The cashew nut contains high value nutrition. For each seed there is a magnesium content of 73 percent of the daily value for strong bones and better metabolism. The dietary fiber composition is 13 percent of the daily value while iron comes at 37 percent of the daily requirements for enhanced transportation of oxygen in blood. The protein daily value per serving is 36 percent.
Not all fats are bad for you, and some types of fat can actually help your heart health. Cashews contain heart-healthy monounsaturated fats, including oleic and palmitoleic acids (Nutrition and You, 2012). These are essential fatty acids that have been associated with lower levels of unhealthy LDL cholesterol and higher levels of healthy HDL cholesterol. As a result, consumption of the monounsaturated fats in cashews is associated with decreased risk of cardiovascular disease (Kris-Etherton, 1999).
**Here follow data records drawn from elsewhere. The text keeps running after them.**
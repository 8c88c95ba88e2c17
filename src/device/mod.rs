//! Device authorization: code request, polling loop, backstop, cancellation.
//!
//! The controller owns the polling task. At most one flow is active at a
//! time; starting a new one cancels the previous task before any network
//! call. The task itself never returns errors to a caller, every terminal
//! condition surfaces through the event bus.

use std::sync::{Arc, Mutex};
use std::time::Duration;

use serde::Serialize;
use tokio::task::JoinHandle;
use tracing::{debug, info, warn};

use crate::error::AuthError;
use crate::events::{AuthEvent, AuthEventBus};
use crate::manager::SessionManager;
use crate::provider::{DeviceCodeResponse, ProviderClient, ProviderCode, TokenResponse};
use crate::session::Session;

/// Backstop for the whole flow, independent of the provider's `expires_in`.
pub const FLOW_TIMEOUT_SECS: u64 = 600;

/// Added to the poll interval every time the provider answers `slow_down`.
pub const SLOW_DOWN_BACKOFF_SECS: u64 = 5;

/// Display payload for the pairing UI. The device code itself stays inside
/// the polling task and is never exposed here.
#[derive(Debug, Clone, Serialize)]
pub struct DeviceAuthorization {
    pub user_code: String,
    pub verification_uri: String,
    #[serde(skip_serializing_if = "Option::is_none")]
    pub verification_uri_complete: Option<String>,
    /// Seconds until the code expires, capped at the flow backstop.
    pub expires_in: u64,
    /// Seconds between poll attempts.
    pub interval: u64,
}

impl DeviceAuthorization {
    fn from_response(response: &DeviceCodeResponse, backstop: Duration) -> Self {
        Self {
            user_code: response.user_code.clone(),
            verification_uri: response.verification_uri.clone(),
            verification_uri_complete: response.verification_uri_complete.clone(),
            expires_in: response.expires_in.min(backstop.as_secs()),
            interval: response.interval,
        }
    }
}

/// Next move for the polling loop after a failed token exchange.
#[derive(Debug, Clone, Copy, PartialEq, Eq)]
enum PollAction {
    /// The user has not approved yet; try again at the current cadence.
    KeepPolling,
    /// The provider asked for a slower cadence.
    StretchInterval,
    /// Terminal provider verdict with a fixed user-facing message.
    Stop(&'static str),
    /// Unexpected failure; surface the error itself.
    StopWithError,
}

fn poll_action(error: &AuthError) -> PollAction {
    match error {
        AuthError::Provider {
            code: ProviderCode::AuthorizationPending,
            ..
        } => PollAction::KeepPolling,
        AuthError::Provider {
            code: ProviderCode::SlowDown,
            ..
        } => PollAction::StretchInterval,
        AuthError::Provider {
            code: ProviderCode::ExpiredToken,
            ..
        } => PollAction::Stop("Device code expired. Please try again."),
        AuthError::Provider {
            code: ProviderCode::AccessDenied,
            ..
        } => PollAction::Stop("Access denied by user."),
        _ => PollAction::StopWithError,
    }
}

/// Runs the device authorization grant against the provider.
#[derive(Clone)]
pub struct DeviceAuthorizationController {
    provider: ProviderClient,
    manager: SessionManager,
    events: AuthEventBus,
    poll_task: Arc<Mutex<Option<JoinHandle<()>>>>,
    flow_timeout: Duration,
}

impl std::fmt::Debug for DeviceAuthorizationController {
    fn fmt(&self, f: &mut std::fmt::Formatter<'_>) -> std::fmt::Result {
        f.debug_struct("DeviceAuthorizationController")
            .field("polling", &self.is_polling())
            .finish_non_exhaustive()
    }
}

impl DeviceAuthorizationController {
    pub fn new(provider: ProviderClient, manager: SessionManager, events: AuthEventBus) -> Self {
        Self {
            provider,
            manager,
            events,
            poll_task: Arc::new(Mutex::new(None)),
            flow_timeout: Duration::from_secs(FLOW_TIMEOUT_SECS),
        }
    }

    /// Shorten the flow backstop, for tests.
    pub fn with_flow_timeout(mut self, timeout: Duration) -> Self {
        self.flow_timeout = timeout;
        self
    }

    /// Request a device code and start polling for the user's approval.
    ///
    /// Malformed client configuration fails here, before any network call.
    /// Any previously running flow is cancelled first.
    pub async fn start(&self) -> Result<DeviceAuthorization, AuthError> {
        self.provider.config().validate()?;
        self.cancel();

        let response = self.provider.request_device_code().await?;
        let authorization = DeviceAuthorization::from_response(&response, self.flow_timeout);
        info!(
            user_code = %authorization.user_code,
            verification_uri = %authorization.verification_uri,
            "device authorization started"
        );

        let task = tokio::spawn(poll_for_authorization(
            self.provider.clone(),
            self.manager.clone(),
            self.events.clone(),
            response,
            self.flow_timeout,
        ));
        if let Some(previous) = self.poll_task.lock().unwrap().replace(task) {
            previous.abort();
        }
        Ok(authorization)
    }

    /// Stop polling. Idempotent; safe to call with nothing running.
    pub fn cancel(&self) {
        if let Some(task) = self.poll_task.lock().unwrap().take() {
            task.abort();
            debug!("device authorization polling cancelled");
        }
    }

    /// Whether a polling task is currently live.
    pub fn is_polling(&self) -> bool {
        self.poll_task
            .lock()
            .unwrap()
            .as_ref()
            .map(|task| !task.is_finished())
            .unwrap_or(false)
    }
}

async fn poll_for_authorization(
    provider: ProviderClient,
    manager: SessionManager,
    events: AuthEventBus,
    response: DeviceCodeResponse,
    flow_timeout: Duration,
) {
    let deadline = tokio::time::Instant::now() + flow_timeout;
    let mut interval = Duration::from_secs(response.interval);
    loop {
        tokio::select! {
            _ = tokio::time::sleep_until(deadline) => {
                warn!("device authorization timed out");
                events.notify(&AuthEvent::Error(
                    "Authorization timeout. Please try again.".to_string(),
                ));
                return;
            }
            _ = tokio::time::sleep(interval) => {}
        }

        match provider.exchange_device_code(&response.device_code).await {
            Ok(grant) => {
                complete_sign_in(&provider, &manager, &events, grant).await;
                return;
            }
            Err(err) => match poll_action(&err) {
                PollAction::KeepPolling => {}
                PollAction::StretchInterval => {
                    interval += Duration::from_secs(SLOW_DOWN_BACKOFF_SECS);
                    debug!(
                        interval_secs = interval.as_secs(),
                        "provider asked to slow down"
                    );
                }
                PollAction::Stop(message) => {
                    events.notify(&AuthEvent::Error(message.to_string()));
                    return;
                }
                PollAction::StopWithError => {
                    warn!(error = %err, "device authorization failed");
                    events.notify(&AuthEvent::Error(err.to_string()));
                    return;
                }
            },
        }
    }
}

/// Final step of the flow: validate the grant, fetch the profile, install
/// the session. `install_session` announces the sign-in.
async fn complete_sign_in(
    provider: &ProviderClient,
    manager: &SessionManager,
    events: &AuthEventBus,
    grant: TokenResponse,
) {
    let tokens = match grant.into_tokens(None) {
        Ok(tokens) => tokens,
        Err(err) => {
            warn!(error = %err, "device grant was malformed");
            events.notify(&AuthEvent::Error(err.to_string()));
            return;
        }
    };
    let user = match provider.fetch_userinfo(&tokens.access_token).await {
        Ok(user) => user,
        Err(err) => {
            warn!(error = %err, "failed to fetch user profile");
            events.notify(&AuthEvent::Error(err.to_string()));
            return;
        }
    };
    manager.install_session(Session { user, tokens });
}

#[cfg(test)]
mod tests {
    use super::*;

    fn provider_error(code: ProviderCode) -> AuthError {
        AuthError::Provider {
            code,
            message: "test".to_string(),
        }
    }

    #[test]
    fn pending_keeps_the_current_cadence() {
        assert_eq!(
            poll_action(&provider_error(ProviderCode::AuthorizationPending)),
            PollAction::KeepPolling
        );
    }

    #[test]
    fn slow_down_stretches_the_cadence() {
        assert_eq!(
            poll_action(&provider_error(ProviderCode::SlowDown)),
            PollAction::StretchInterval
        );
    }

    #[test]
    fn expired_and_denied_codes_are_terminal() {
        assert_eq!(
            poll_action(&provider_error(ProviderCode::ExpiredToken)),
            PollAction::Stop("Device code expired. Please try again.")
        );
        assert_eq!(
            poll_action(&provider_error(ProviderCode::AccessDenied)),
            PollAction::Stop("Access denied by user.")
        );
    }

    #[test]
    fn unexpected_failures_stop_with_the_error_itself() {
        assert_eq!(
            poll_action(&provider_error(ProviderCode::InvalidGrant)),
            PollAction::StopWithError
        );
        assert_eq!(
            poll_action(&AuthError::Network("connection reset".to_string())),
            PollAction::StopWithError
        );
    }

    #[test]
    fn display_payload_caps_expiry_at_the_backstop() {
        let response = DeviceCodeResponse {
            device_code: "dc".to_string(),
            user_code: "ABCD-EFGH".to_string(),
            verification_uri: "https://sidecar-test.auth0.com/activate".to_string(),
            verification_uri_complete: None,
            expires_in: 900,
            interval: 5,
        };

        let capped =
            DeviceAuthorization::from_response(&response, Duration::from_secs(FLOW_TIMEOUT_SECS));
        assert_eq!(capped.expires_in, FLOW_TIMEOUT_SECS);
        assert_eq!(capped.interval, 5);

        let uncapped = DeviceAuthorization::from_response(&response, Duration::from_secs(3600));
        assert_eq!(uncapped.expires_in, 900);
    }
}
Macadamia is a genus of four species of trees indigenous to Australia, and constituting part of the plant family Proteaceae. They are native to north eastern New South Wales and central and south eastern Queensland.
The peanut, also known as the groundnut, goober, or monkey nut, and taxonomically classified as Arachis hypogaea, is a legume crop grown mainly for its edible seeds. It is widely grown in the tropics and subtropics, being important to both small and large commercial producers.
Peanuts come in many forms, including roasted, salted, chocolate-coated, and as peanut butter. Different types have different nutritional profiles and various health benefits.
Along with their healthful nutritional profile, peanuts are a calorie-rich food, so they are most healthful when enjoyed in moderation.